The community of Temba is now one of more than 30 sites in the country that Kusini have helped in their mission to provide 5 million people with 5 million liters of safe water in five years. Putting the system in the hands of citizens not only ensure the system’s sustainability but also enables long-term impact on how people value and treat water. The topic and the technology has featured prominently in school lessons and the water kiosk is a focal point for the community.
Comparable community projects were completed in the last two years across the African continent. In drought-stricken Serdo, northeast of Addis Ababa, for example, abject disappointment followed the discovery of unsafe levels of fluoride and salt in the groundwater coming from their new borehole (one of dozens that had to subsequently be capped in the Great Rift Valley). Hope returned with the installation of 16 DuPont reverse osmosis (RO) elements. 5,000 liters of water per hour are now being purified, unleashing health and economic prosperity for 2,000 citizens. Kenyans suffer from a similar problem, with an estimated 20 million nationals afflicted with teeth and bone fluorosis.

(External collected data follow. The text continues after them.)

//! Error types for the ledger.

use crate::money::Currency;
use thiserror::Error;

/// Result type alias for ledger operations
pub type Result<T> = std::result::Result<T, LedgerError>;

/// Errors that can occur while ingesting records or computing reports.
#[derive(Error, Debug)]
pub enum LedgerError {
    /// Failed to open or read an input file
    #[error("I/O error: {0}")]
    Io(#[from] std::io::Error),

    /// CSV parsing error
    #[error("CSV parsing error: {0}")]
    Csv(#[from] csv::Error),

    /// No exchange rate for a currency a conversion needs. Never coerced to
    /// zero: a silent zero would make a real payment vanish from the totals.
    #[error("no exchange rate for {0}")]
    MissingRate(Currency),

    /// A missing exchange rate encountered while computing one student's
    /// balance; names both so the caller can fix the rate table.
    #[error("student {student}: no exchange rate for {currency}")]
    MissingStudentRate { student: String, currency: Currency },

    /// The student's per-lesson price is absent or non-positive; dividing by
    /// it would turn payments into nonsense lesson counts.
    #[error("student {student}: lesson price is missing or not positive")]
    InvalidPrice { student: String },

    /// A record is missing a field its kind requires, or a field failed to
    /// parse. Excluded at ingestion; never aborts the rest of the input.
    #[error("malformed record: {reason}")]
    MalformedRecord { reason: String },

    /// A balance was requested for a name not present in the roster
    #[error("unknown student {0:?}")]
    UnknownStudent(String),

    /// Unrecognized CLI command
    #[error("unknown command {0:?} (expected \"balances\" or \"monthly\")")]
    UnknownCommand(String),

    /// Missing CLI argument
    #[error(
        "missing {0}. Usage: tutor-ledger balances <students.csv> <ledger.csv> <rates.csv> [currency]\n       tutor-ledger monthly <ledger.csv> <rates.csv> [currency]"
    )]
    MissingArgument(&'static str),
}

impl LedgerError {
    /// Attaches the student whose computation raised a bare missing-rate
    /// error; other errors pass through unchanged.
    pub fn for_student(self, name: &str) -> Self {
        match self {
            LedgerError::MissingRate(currency) => LedgerError::MissingStudentRate {
                student: name.to_string(),
                currency,
            },
            other => other,
        }
    }
}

The Little Sisters of St. Francis, who run the Kasarani hospital northeast of Nairobi, took on the problem for 6,000 people in their community not least at the hospital, and oversaw the installation of a combined UF and nanofiltration purification system that reduces fluoride to a safe 1.5 ppm. The Sisters pass on the benefits of this pure water to the local community, as well, selling it at a price of $0.4 for 20 liters compared to $20 citizens were typically paying in the supermarket for the same amount.

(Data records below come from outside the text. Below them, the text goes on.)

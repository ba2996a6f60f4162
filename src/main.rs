//! tutor-ledger CLI
//!
//! Reads bookkeeping CSVs and writes balance or monthly reports to stdout.
//!
//! # Usage
//!
//! ```bash
//! tutor-ledger balances students.csv ledger.csv rates.csv [display-currency]
//! tutor-ledger monthly ledger.csv rates.csv [display-currency]
//! ```
//!
//! `display-currency` defaults to USD.
//!
//! # Environment Variables
//!
//! - `RUST_LOG`: Set to `debug` or `warn` to control logging verbosity

use std::env;
use std::fs::File;
use std::io::{self, BufReader};
use std::process;
use tutor_ledger::{CachedRateProvider, CsvRateSource, Currency, Ledger, LedgerError, Result};

fn main() {
    env_logger::init();

    if let Err(e) = run() {
        eprintln!("Error: {}", e);
        process::exit(1);
    }
}

fn run() -> Result<()> {
    let args: Vec<String> = env::args().collect();
    let command = args
        .get(1)
        .ok_or(LedgerError::MissingArgument("a command"))?;

    match command.as_str() {
        "balances" => {
            let students = args
                .get(2)
                .ok_or(LedgerError::MissingArgument("the students file"))?;
            let records = args
                .get(3)
                .ok_or(LedgerError::MissingArgument("the ledger file"))?;
            let rates_path = args
                .get(4)
                .ok_or(LedgerError::MissingArgument("the rates file"))?;
            let display = display_currency(args.get(5))?;

            let mut ledger = Ledger::new();
            ledger.load_roster(BufReader::new(File::open(students)?))?;
            ledger.load_transactions(BufReader::new(File::open(records)?))?;

            let mut provider = CachedRateProvider::daily(CsvRateSource::new(rates_path));
            let rates = provider.rates()?;

            ledger.write_balance_report(rates, &display, io::stdout().lock())
        }
        "monthly" => {
            let records = args
                .get(2)
                .ok_or(LedgerError::MissingArgument("the ledger file"))?;
            let rates_path = args
                .get(3)
                .ok_or(LedgerError::MissingArgument("the rates file"))?;
            let display = display_currency(args.get(4))?;

            let mut ledger = Ledger::new();
            ledger.load_transactions(BufReader::new(File::open(records)?))?;

            let mut provider = CachedRateProvider::daily(CsvRateSource::new(rates_path));
            let rates = provider.rates()?;

            ledger.write_monthly_report(rates, &display, io::stdout().lock())
        }
        other => Err(LedgerError::UnknownCommand(other.to_string())),
    }
}

fn display_currency(arg: Option<&String>) -> Result<Currency> {
    match arg {
        Some(code) => code.parse(),
        None => "USD".parse(),
    }
}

What is a Circular Economy Approach?
This circular economy approach is not only limited to Africa. Desalitech Closed-Circuit Reverse Osmosis (CCRO) technology recovers up to 95% of water from unconventional sources, making reuse on-site a viable alternative to a lineal supply and discharge of water. So, for example, in downtown San Francisco a CCRO solution is at the heart of solving one headache for the subway metro station while supplying water to the neighborhood power plant.
Clearway Energy (previously NRG), who runs the steam generation plant, was once one of San Francisco’s biggest freshwater consumers, pumping it in from the surrounding water-scarce region. The CCRO enabled them to utilize the polluted leaching runoff water, also taking the burden of disposal off the transportation company (SFPUC). The challenges were many — the need for high recovery given the limited and costly brine disposal alternatives; the need to purify source water that would constantly alternate between the runoff stream, municipal supply, groundwater and rainwater; and the need for total reliability and fully autonomous operation given the criticality of the steam generation and the lack of water expertise at the plant.
The project cost $3.75 million, including runoff water filtration, pumping, piping, a new well and the UF-RO system. The result is an annual savings of $1.8 million and 50 million gallons of potable water and a new “sustainable steam” product for the plant.
As even the most advanced water treatment technology becomes increasingly automated and reliable, the opportunities for communities to install and run their own systems are gaining momentum, helping connect more people and possibilities to flow.